Israel approves Mammoth Golan Heights Plan
3rd Jan, 2022
The Israeli government approved a one-billion-shekel ($317 million) plan for the development of the Golan Heights, in a bid to double the population of the territory occupied by Israel in the 1967 Six-Day War.
- The Golan Heights, a rocky plateau in south-western Syria, has a political and strategic significance which belies its size.
- The heights give Israel an excellent vantage point for monitoring Syrian movements. The topography provides a natural buffer against any military thrust from Syria.
- The area is also a key source of water for an arid region. Rainwater from the Golan's catchment feeds into the Jordan River.
- The land is fertile, and the volcanic soil is used to cultivate vineyards and orchards and raise cattle. The Golan is also home to Israel's only ski resort.
Key-highlights of the Plan
- The plan aims to build 7,300 settler homes in the region over a five-year period.
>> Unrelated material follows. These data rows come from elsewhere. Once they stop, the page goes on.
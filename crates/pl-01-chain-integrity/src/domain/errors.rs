//! # Domain Errors
//!
//! Chain-integrity failures. None of them mutate the chain: an operation that
//! returns an error leaves the chain exactly as it was.

use thiserror::Error;

/// Errors raised by block construction, append and chain validation.
#[derive(Debug, Clone, PartialEq, Eq, Error)]
pub enum ChainError {
    /// A block failed an integrity check.
    #[error("invalid block at index {index}: {reason}")]
    InvalidBlock {
        index: u64,
        reason: InvalidBlockReason,
    },

    /// A candidate chain contained no blocks at all.
    #[error("chain is empty")]
    EmptyChain,

    /// The payload could not be turned into its canonical form.
    #[error("payload encoding failed: {0}")]
    Encoding(String),
}

impl ChainError {
    pub(crate) fn invalid(index: u64, reason: InvalidBlockReason) -> Self {
        ChainError::InvalidBlock { index, reason }
    }
}

/// Why a block was rejected.
#[derive(Debug, Clone, PartialEq, Eq, Error)]
pub enum InvalidBlockReason {
    #[error("hash is empty")]
    EmptyHash,

    #[error("timestamp is unset")]
    MissingTimestamp,

    #[error("hash does not match contents (expected {expected}, found {found})")]
    HashMismatch { expected: String, found: String },

    #[error("previous hash {found} does not match tail hash {expected}")]
    BrokenLink { expected: String, found: String },

    #[error("index {found} does not follow the tail (expected {expected})")]
    IndexMismatch { expected: u64, found: u64 },

    #[error("first block is not a genesis block")]
    MalformedGenesis,
}
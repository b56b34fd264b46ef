//! # Workflow Engine
//!
//! Application service implementing [`WorkflowApi`] over the shared ledger.
//!
//! ## Transition Sequence
//!
//! ```text
//! validate input (no lock)
//!   └─ write lock ─┬─ look up contract
//!                  ├─ plan (guards, event record)
//!                  ├─ stage against index
//!                  ├─ append block
//!                  └─ commit index
//! return block → caller broadcasts (no lock)
//! ```

use chrono::Utc;
use pl_01_chain_integrity::{Block, BlockPayload};
use shared_types::{Contract, ContractCreationRecord, ContractId};
use tracing::{debug, info};
use uuid::Uuid;

use crate::domain::errors::WorkflowError;
use crate::domain::state_machine::{initialize_workflow, plan_observation, plan_validation};
use crate::domain::status::WorkflowStatus;
use crate::domain::value_objects::{AuditObservation, ContractFilter, NewContract, StepDecision};
use crate::ledger::{LedgerStats, SharedLedger};
use crate::ports::inbound::WorkflowApi;

#[cfg(test)]
mod tests;

/// The role-gated approval engine.
///
/// Cheap to clone; clones share the same ledger.
#[derive(Clone)]
pub struct WorkflowEngine {
    ledger: SharedLedger,
}

impl WorkflowEngine {
    pub fn new(ledger: SharedLedger) -> Self {
        Self { ledger }
    }

    pub fn ledger(&self) -> &SharedLedger {
        &self.ledger
    }
}

impl WorkflowApi for WorkflowEngine {
    fn create_contract(&self, request: NewContract) -> Result<(Contract, Block), WorkflowError> {
        request.validate()?;

        let now = Utc::now();
        let mut contract = request.into_contract(Uuid::new_v4(), now);
        initialize_workflow(&mut contract, now);

        let payload = BlockPayload::ContractCreation(ContractCreationRecord {
            contract: contract.clone(),
        });
        let block = self.ledger.write().record(payload)?;

        info!(
            contract_id = %contract.id,
            entity_code = %contract.entity_code,
            block_index = block.index,
            "Contract created"
        );
        Ok((contract, block))
    }

    fn validate_step(
        &self,
        contract_id: ContractId,
        decision: StepDecision,
    ) -> Result<Block, WorkflowError> {
        decision.validate()?;

        let mut ledger = self.ledger.write();
        let contract = ledger
            .contracts()
            .get(&contract_id)
            .ok_or(WorkflowError::ContractNotFound(contract_id))?;
        let record = plan_validation(contract, &decision, Utc::now())?;
        let block = ledger.record(BlockPayload::Validation(record))?;
        drop(ledger);

        info!(
            %contract_id,
            step = decision.step_number,
            role = %decision.role,
            approved = decision.approved,
            block_index = block.index,
            "Workflow step validated"
        );
        Ok(block)
    }

    fn add_audit_observation(
        &self,
        contract_id: ContractId,
        observation: AuditObservation,
    ) -> Result<Block, WorkflowError> {
        observation.validate()?;

        let mut ledger = self.ledger.write();
        let contract = ledger
            .contracts()
            .get(&contract_id)
            .ok_or(WorkflowError::ContractNotFound(contract_id))?;
        let record = plan_observation(contract, &observation, Utc::now())?;
        let block = ledger.record(BlockPayload::AuditObservation(record))?;
        drop(ledger);

        info!(
            %contract_id,
            role = %observation.role,
            block_index = block.index,
            "Audit observation recorded"
        );
        Ok(block)
    }

    fn get_contract(&self, contract_id: ContractId) -> Result<Contract, WorkflowError> {
        self.ledger
            .read()
            .contracts()
            .get(&contract_id)
            .cloned()
            .ok_or(WorkflowError::ContractNotFound(contract_id))
    }

    fn get_workflow_status(&self, contract_id: ContractId) -> Result<WorkflowStatus, WorkflowError> {
        let ledger = self.ledger.read();
        let contract = ledger
            .contracts()
            .get(&contract_id)
            .ok_or(WorkflowError::ContractNotFound(contract_id))?;
        Ok(WorkflowStatus::of(contract))
    }

    fn list_contracts(&self, filter: ContractFilter) -> Vec<Contract> {
        let contracts = self.ledger.read().contracts().list(filter);
        debug!(?filter, count = contracts.len(), "Listed contracts");
        contracts
    }

    fn ledger_stats(&self) -> LedgerStats {
        self.ledger.read().stats()
    }
}
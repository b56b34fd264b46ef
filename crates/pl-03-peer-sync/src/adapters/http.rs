//! # HTTP Peer Transport
//!
//! Talks to other nodes through their gateway:
//!
//! | Call | Request |
//! |------|---------|
//! | `send_block` | `POST /api/p2p/receive-block` with the block as JSON |
//! | `fetch_chain` | `GET /api/p2p/get-chain` |
//! | `probe` | `GET /api/health` |

use async_trait::async_trait;
use pl_01_chain_integrity::Block;
use std::time::Duration;

use crate::domain::{ChainSnapshot, Peer, TransportError};
use crate::ports::outbound::PeerTransport;

pub const RECEIVE_BLOCK_PATH: &str = "/api/p2p/receive-block";
pub const GET_CHAIN_PATH: &str = "/api/p2p/get-chain";
pub const HEALTH_PATH: &str = "/api/health";

#[derive(Debug, Clone)]
pub struct HttpPeerTransport {
    client: reqwest::Client,
}

impl HttpPeerTransport {
    /// A transport whose requests give up after `timeout`.
    pub fn new(timeout: Duration) -> Result<Self, TransportError> {
        let client = reqwest::Client::builder()
            .timeout(timeout)
            .connect_timeout(timeout)
            .build()
            .map_err(|e| TransportError::Setup(e.to_string()))?;
        Ok(Self { client })
    }

    fn url(peer: &Peer, path: &str) -> String {
        format!("{}{}", peer.base_url(), path)
    }

    fn check_status(peer: &Peer, response: &reqwest::Response) -> Result<(), TransportError> {
        let status = response.status();
        if !status.is_success() {
            return Err(TransportError::Rejected {
                peer: peer.id.clone(),
                status: status.as_u16(),
            });
        }
        Ok(())
    }
}

fn map_error(peer: &Peer, error: reqwest::Error) -> TransportError {
    if error.is_timeout() {
        TransportError::Timeout {
            peer: peer.id.clone(),
        }
    } else if error.is_decode() {
        TransportError::Decode {
            peer: peer.id.clone(),
            reason: error.to_string(),
        }
    } else {
        TransportError::Connection {
            peer: peer.id.clone(),
            reason: error.to_string(),
        }
    }
}

#[async_trait]
impl PeerTransport for HttpPeerTransport {
    async fn send_block(&self, peer: &Peer, block: &Block) -> Result<(), TransportError> {
        let response = self
            .client
            .post(Self::url(peer, RECEIVE_BLOCK_PATH))
            .json(block)
            .send()
            .await
            .map_err(|e| map_error(peer, e))?;
        Self::check_status(peer, &response)
    }

    async fn fetch_chain(&self, peer: &Peer) -> Result<ChainSnapshot, TransportError> {
        let response = self
            .client
            .get(Self::url(peer, GET_CHAIN_PATH))
            .send()
            .await
            .map_err(|e| map_error(peer, e))?;
        Self::check_status(peer, &response)?;
        response
            .json::<ChainSnapshot>()
            .await
            .map_err(|e| TransportError::Decode {
                peer: peer.id.clone(),
                reason: e.to_string(),
            })
    }

    async fn probe(&self, peer: &Peer) -> Result<(), TransportError> {
        let response = self
            .client
            .get(Self::url(peer, HEALTH_PATH))
            .send()
            .await
            .map_err(|e| map_error(peer, e))?;
        Self::check_status(peer, &response)
    }
}

#[cfg(test)]
mod tests {
    use super::*;
    use chrono::Utc;

    fn peer(port: u16) -> Peer {
        Peer {
            id: "NODE-X".to_string(),
            address: "127.0.0.1".to_string(),
            port,
            last_seen: Utc::now(),
            active: true,
        }
    }

    #[test]
    fn test_urls() {
        assert_eq!(
            HttpPeerTransport::url(&peer(8081), RECEIVE_BLOCK_PATH),
            "http://127.0.0.1:8081/api/p2p/receive-block"
        );
    }

    #[tokio::test]
    async fn test_unreachable_peer_is_a_transport_error() {
        let transport = HttpPeerTransport::new(Duration::from_millis(500)).unwrap();
        // port 9 (discard) is closed on test machines
        let result = transport.probe(&peer(9)).await;
        assert!(matches!(
            result,
            Err(TransportError::Connection { .. }) | Err(TransportError::Timeout { .. })
        ));
    }
}
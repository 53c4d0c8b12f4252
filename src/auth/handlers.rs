use axum::{
    extract::{rejection::JsonRejection, State},
    routing::post,
    Json, Router,
};
use tracing::instrument;

use super::{
    dto::{LoginRequest, LogoutResponse, TokenResponse},
    extractors::AuthUser,
    services,
    sessions::Revocation,
};
use crate::{error::AppResult, state::AppState};

pub fn auth_routes() -> Router<AppState> {
    Router::new()
        .route("/auth/login", post(login))
        .route("/auth/logout", post(logout))
}

#[instrument(skip(state, payload))]
pub async fn login(
    State(state): State<AppState>,
    payload: Result<Json<LoginRequest>, JsonRejection>,
) -> AppResult<Json<TokenResponse>> {
    let Json(payload) = payload?;
    let access_token = services::login(&state, payload, state.deadline()).await?;
    Ok(Json(TokenResponse { access_token }))
}

#[instrument(skip(state, identity), fields(user_id = %identity.user_id()))]
pub async fn logout(
    State(state): State<AppState>,
    AuthUser(identity): AuthUser,
) -> AppResult<Json<LogoutResponse>> {
    let outcome = services::logout(&state, &identity, state.deadline()).await?;
    Ok(Json(LogoutResponse {
        success: true,
        revoked: outcome == Revocation::Revoked,
    }))
}
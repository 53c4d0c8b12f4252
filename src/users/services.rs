use lazy_static::lazy_static;
use regex::Regex;
use tracing::{info, warn};

use super::{
    dto::{ChangePasswordRequest, RegisterRequest},
    repo_types::{NewUser, User},
};
use crate::{
    auth::{identity::Identity, password::Password},
    db::{Deadline, StoreError},
    error::{AppError, AppResult},
    state::AppState,
};

const MAX_EMAIL_LEN: usize = 254;
const MIN_PASSWORD_LEN: usize = 8;
pub(crate) const DEFAULT_TIMEZONE: &str = "UTC";

pub(crate) fn normalize_email(raw: &str) -> String {
    raw.trim().to_lowercase()
}

pub(crate) fn is_valid_email(email: &str) -> bool {
    lazy_static! {
        static ref EMAIL_RE: Regex = Regex::new(r"^[^@\s]+@[^@\s]+\.[^@\s]+$").unwrap();
    }
    email.len() <= MAX_EMAIL_LEN && EMAIL_RE.is_match(email)
}

/// `UTC` or an IANA-style `Area/Location[/Sub]` name.
pub(crate) fn is_valid_timezone(tz: &str) -> bool {
    lazy_static! {
        static ref TZ_RE: Regex =
            Regex::new(r"^(UTC|[A-Z][A-Za-z_]+(/[A-Za-z0-9][A-Za-z0-9_+\-]*){1,2})$").unwrap();
    }
    tz.len() <= 64 && TZ_RE.is_match(tz)
}

fn check_new_password(password: &Password) -> AppResult<()> {
    if password.char_count() < MIN_PASSWORD_LEN {
        return Err(AppError::BadRequest(format!(
            "password must be at least {MIN_PASSWORD_LEN} characters"
        )));
    }
    Ok(())
}

pub async fn register(state: &AppState, req: RegisterRequest, deadline: Deadline) -> AppResult<User> {
    let email = normalize_email(&req.email);
    if !is_valid_email(&email) {
        warn!("registration with invalid email");
        return Err(AppError::BadRequest("invalid email".into()));
    }
    check_new_password(&req.password)?;

    let timezone = req
        .timezone
        .map(|tz| tz.trim().to_string())
        .filter(|tz| !tz.is_empty())
        .unwrap_or_else(|| DEFAULT_TIMEZONE.to_string());
    if !is_valid_timezone(&timezone) {
        return Err(AppError::BadRequest("invalid timezone".into()));
    }

    let password_hash = state
        .hasher
        .hash_blocking(req.password)
        .await
        .map_err(AppError::unknown)?;

    let user = deadline
        .run(state.users.create(NewUser {
            email,
            password_hash,
            timezone,
        }))
        .await
        .map_err(|e| match e {
            StoreError::Duplicate(_) => AppError::Conflict("email already registered".into()),
            other => other.into(),
        })?;

    info!(user_id = %user.id, "user registered");
    Ok(user)
}

pub async fn profile(state: &AppState, identity: &Identity, deadline: Deadline) -> AppResult<User> {
    deadline
        .run(state.users.find_by_id(identity.user_id()))
        .await?
        .ok_or_else(|| AppError::NotFound("user not found".into()))
}

pub async fn update_timezone(
    state: &AppState,
    identity: &Identity,
    timezone: &str,
    deadline: Deadline,
) -> AppResult<User> {
    let timezone = timezone.trim();
    if !is_valid_timezone(timezone) {
        return Err(AppError::BadRequest("invalid timezone".into()));
    }
    let user = deadline
        .run(state.users.update_timezone(identity.user_id(), timezone))
        .await?
        .ok_or_else(|| AppError::NotFound("user not found".into()))?;
    info!(user_id = %user.id, timezone = %user.timezone, "timezone updated");
    Ok(user)
}

/// Replaces the password hash and drops every session of the user.
pub async fn change_password(
    state: &AppState,
    identity: &Identity,
    req: ChangePasswordRequest,
    deadline: Deadline,
) -> AppResult<()> {
    check_new_password(&req.new_password)?;
    let user = profile(state, identity, deadline).await?;

    let ok = state
        .hasher
        .verify_blocking(req.current_password, user.password_hash)
        .await
        .map_err(AppError::unknown)?;
    if !ok {
        warn!(user_id = %user.id, "password change with wrong current password");
        return Err(AppError::BadRequest("current password is incorrect".into()));
    }

    let hash = state
        .hasher
        .hash_blocking(req.new_password)
        .await
        .map_err(AppError::unknown)?;
    if !deadline
        .run(state.users.update_password_hash(user.id, &hash))
        .await?
    {
        return Err(AppError::NotFound("user not found".into()));
    }
    state.sessions.revoke_all(user.id, deadline).await?;
    info!(user_id = %user.id, "password changed");
    Ok(())
}
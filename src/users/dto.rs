use serde::{Deserialize, Serialize};
use uuid::Uuid;

use super::repo_types::User;
use crate::auth::password::Password;

/// Request body for user registration.
#[derive(Debug, Deserialize)]
pub struct RegisterRequest {
    pub email: String,
    pub password: Password,
    #[serde(default)]
    pub timezone: Option<String>,
}

/// Request body for profile update.
#[derive(Debug, Deserialize)]
pub struct UpdateProfileRequest {
    pub timezone: String,
}

#[derive(Debug, Deserialize)]
pub struct ChangePasswordRequest {
    pub current_password: Password,
    pub new_password: Password,
}

/// Public part of the user returned to the client.
#[derive(Debug, Serialize, Deserialize, PartialEq, Eq)]
pub struct PublicUser {
    pub id: Uuid,
    pub email: String,
    pub timezone: String,
}

impl From<User> for PublicUser {
    fn from(u: User) -> Self {
        Self {
            id: u.id,
            email: u.email,
            timezone: u.timezone,
        }
    }
}
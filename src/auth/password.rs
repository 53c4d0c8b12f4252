use std::fmt;

use argon2::{
    password_hash::{PasswordHash, PasswordHasher, PasswordVerifier, SaltString},
    Algorithm, Argon2, Params, Version,
};
use rand::rngs::OsRng;
use serde::Deserialize;
use thiserror::Error;
use tracing::error;
use zeroize::Zeroizing;

use crate::config::HashConfig;

#[derive(Debug, Error)]
pub enum PasswordError {
    #[error("invalid argon2 parameters: {0}")]
    Params(argon2::Error),
    #[error("argon2 failure: {0}")]
    Hash(argon2::password_hash::Error),
    #[error("hashing task aborted")]
    Task(#[from] tokio::task::JoinError),
}

/// Plaintext password held only for the duration of a request; wiped on drop.
#[derive(Clone, Deserialize)]
#[serde(transparent)]
pub struct Password(Zeroizing<String>);

impl Password {
    #[cfg(test)]
    pub fn new(plain: impl Into<String>) -> Self {
        Self(Zeroizing::new(plain.into()))
    }

    pub fn expose(&self) -> &str {
        self.0.as_str()
    }

    pub fn is_empty(&self) -> bool {
        self.0.is_empty()
    }

    pub fn char_count(&self) -> usize {
        self.0.chars().count()
    }
}

impl fmt::Debug for Password {
    fn fmt(&self, f: &mut fmt::Formatter<'_>) -> fmt::Result {
        f.write_str("Password(***)")
    }
}

/// Argon2id hasher with configurable cost.
#[derive(Clone)]
pub struct Hasher {
    argon2: Argon2<'static>,
}

impl Default for Hasher {
    fn default() -> Self {
        Self {
            argon2: Argon2::default(),
        }
    }
}

impl Hasher {
    pub fn from_config(cfg: &HashConfig) -> Result<Self, PasswordError> {
        if cfg.memory_kib.is_none() && cfg.iterations.is_none() {
            return Ok(Self::default());
        }
        let params = Params::new(
            cfg.memory_kib.unwrap_or(Params::DEFAULT_M_COST),
            cfg.iterations.unwrap_or(Params::DEFAULT_T_COST),
            Params::DEFAULT_P_COST,
            None,
        )
        .map_err(PasswordError::Params)?;
        Ok(Self {
            argon2: Argon2::new(Algorithm::Argon2id, Version::V0x13, params),
        })
    }

    pub fn hash(&self, password: &Password) -> Result<String, PasswordError> {
        let salt = SaltString::generate(&mut OsRng);
        let hash = self
            .argon2
            .hash_password(password.expose().as_bytes(), &salt)
            .map_err(|e| {
                error!(error = %e, "argon2 hash_password error");
                PasswordError::Hash(e)
            })?
            .to_string();
        Ok(hash)
    }

    pub fn verify(&self, password: &Password, hash: &str) -> Result<bool, PasswordError> {
        let parsed = PasswordHash::new(hash).map_err(|e| {
            error!(error = %e, "argon2 parse hash error");
            PasswordError::Hash(e)
        })?;
        Ok(self
            .argon2
            .verify_password(password.expose().as_bytes(), &parsed)
            .is_ok())
    }

    /// Hashes on the blocking pool; the password is wiped when the task ends.
    pub async fn hash_blocking(&self, password: Password) -> Result<String, PasswordError> {
        let hasher = self.clone();
        tokio::task::spawn_blocking(move || hasher.hash(&password)).await?
    }

    pub async fn verify_blocking(
        &self,
        password: Password,
        hash: String,
    ) -> Result<bool, PasswordError> {
        let hasher = self.clone();
        tokio::task::spawn_blocking(move || hasher.verify(&password, &hash)).await?
    }
}
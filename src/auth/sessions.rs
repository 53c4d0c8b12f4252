use std::sync::Arc;

use tracing::{debug, info};
use uuid::Uuid;

use crate::{
    db::{Deadline, StoreError},
    users::{repo::UserStore, repo_types::User},
};

/// Outcome of a revocation; a missing session is not a failure.
#[derive(Debug, Clone, Copy, PartialEq, Eq)]
pub enum Revocation {
    Revoked,
    NoSuchSession,
}

/// Persisted set of currently honored tokens, backed by the credential store.
#[derive(Clone)]
pub struct SessionRegistry {
    store: Arc<dyn UserStore>,
}

impl SessionRegistry {
    pub fn new(store: Arc<dyn UserStore>) -> Self {
        Self { store }
    }

    pub async fn record(
        &self,
        user_id: Uuid,
        token: &str,
        deadline: Deadline,
    ) -> Result<(), StoreError> {
        deadline.run(self.store.insert_token(user_id, token)).await?;
        info!(%user_id, "session recorded");
        Ok(())
    }

    pub async fn revoke(
        &self,
        user_id: Uuid,
        token: &str,
        deadline: Deadline,
    ) -> Result<Revocation, StoreError> {
        let removed = deadline.run(self.store.delete_token(user_id, token)).await?;
        if removed == 0 {
            debug!(%user_id, "revoke found no session");
            return Ok(Revocation::NoSuchSession);
        }
        info!(%user_id, "session revoked");
        Ok(Revocation::Revoked)
    }

    pub async fn revoke_all(&self, user_id: Uuid, deadline: Deadline) -> Result<u64, StoreError> {
        let removed = deadline.run(self.store.delete_tokens_for(user_id)).await?;
        info!(%user_id, removed, "all sessions revoked");
        Ok(removed)
    }

    pub async fn is_active(&self, token: &str, deadline: Deadline) -> Result<bool, StoreError> {
        Ok(self.resolve(token, deadline).await?.is_some())
    }

    /// Owner of the session keyed by `token`, if the session is still recorded.
    pub async fn resolve(&self, token: &str, deadline: Deadline) -> Result<Option<User>, StoreError> {
        deadline.run(self.store.find_by_token(token)).await
    }
}

#[cfg(test)]
mod tests {
    use super::*;
    use crate::users::{memory::MemoryUserStore, repo_types::NewUser};
    use std::time::Duration;

    async fn setup() -> (SessionRegistry, User) {
        let store = Arc::new(MemoryUserStore::default());
        let user = store
            .create(NewUser {
                email: "a@x.com".into(),
                password_hash: "$argon2id$stub".into(),
                timezone: "UTC".into(),
            })
            .await
            .unwrap();
        (SessionRegistry::new(store), user)
    }

    fn deadline() -> Deadline {
        Deadline::after(Duration::from_secs(1))
    }

    #[tokio::test]
    async fn recorded_token_is_active_until_revoked() {
        let (registry, user) = setup().await;
        registry.record(user.id, "tok-1", deadline()).await.unwrap();
        assert!(registry.is_active("tok-1", deadline()).await.unwrap());
        assert_eq!(
            registry.resolve("tok-1", deadline()).await.unwrap().map(|u| u.id),
            Some(user.id)
        );

        let outcome = registry.revoke(user.id, "tok-1", deadline()).await.unwrap();
        assert_eq!(outcome, Revocation::Revoked);
        assert!(!registry.is_active("tok-1", deadline()).await.unwrap());
    }

    #[tokio::test]
    async fn revoking_twice_reports_no_such_session() {
        let (registry, user) = setup().await;
        registry.record(user.id, "tok-1", deadline()).await.unwrap();
        registry.revoke(user.id, "tok-1", deadline()).await.unwrap();
        let again = registry.revoke(user.id, "tok-1", deadline()).await.unwrap();
        assert_eq!(again, Revocation::NoSuchSession);
        let unknown = registry.revoke(user.id, "never-issued", deadline()).await.unwrap();
        assert_eq!(unknown, Revocation::NoSuchSession);
    }

    #[tokio::test]
    async fn revoke_requires_matching_owner() {
        let (registry, user) = setup().await;
        registry.record(user.id, "tok-1", deadline()).await.unwrap();
        let outcome = registry
            .revoke(Uuid::new_v4(), "tok-1", deadline())
            .await
            .unwrap();
        assert_eq!(outcome, Revocation::NoSuchSession);
        assert!(registry.is_active("tok-1", deadline()).await.unwrap());
    }

    #[tokio::test]
    async fn concurrent_revocations_settle_on_one_winner() {
        let (registry, user) = setup().await;
        registry.record(user.id, "tok-1", deadline()).await.unwrap();

        let (a, b) = tokio::join!(
            registry.revoke(user.id, "tok-1", deadline()),
            registry.revoke(user.id, "tok-1", deadline()),
        );
        let mut outcomes = [a.unwrap(), b.unwrap()];
        outcomes.sort_by_key(|o| *o == Revocation::NoSuchSession);
        assert_eq!(outcomes, [Revocation::Revoked, Revocation::NoSuchSession]);
        assert!(!registry.is_active("tok-1", deadline()).await.unwrap());
    }

    #[tokio::test]
    async fn revoke_all_drops_every_session() {
        let (registry, user) = setup().await;
        registry.record(user.id, "tok-1", deadline()).await.unwrap();
        registry.record(user.id, "tok-2", deadline()).await.unwrap();
        assert_eq!(registry.revoke_all(user.id, deadline()).await.unwrap(), 2);
        assert!(!registry.is_active("tok-1", deadline()).await.unwrap());
        assert!(!registry.is_active("tok-2", deadline()).await.unwrap());
    }
}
- It calls for 1 billion Israeli shekels to be spent on housing, infrastructure and other projects with the goal of attracting roughly 23,000 new Jewish settlers to the area, seized during the 1967 Six Day War.
1967 Mideast War
- Israel occupied the Golan Heights in the 1967 Mideast war and later annexed the territory, promoting settlement and agriculture there as well as creating a thriving local tourism industry.
- The US was the first country to recognise Israel’s sovereignty over the Golan, which the rest of the international community regards as Israeli-occupied.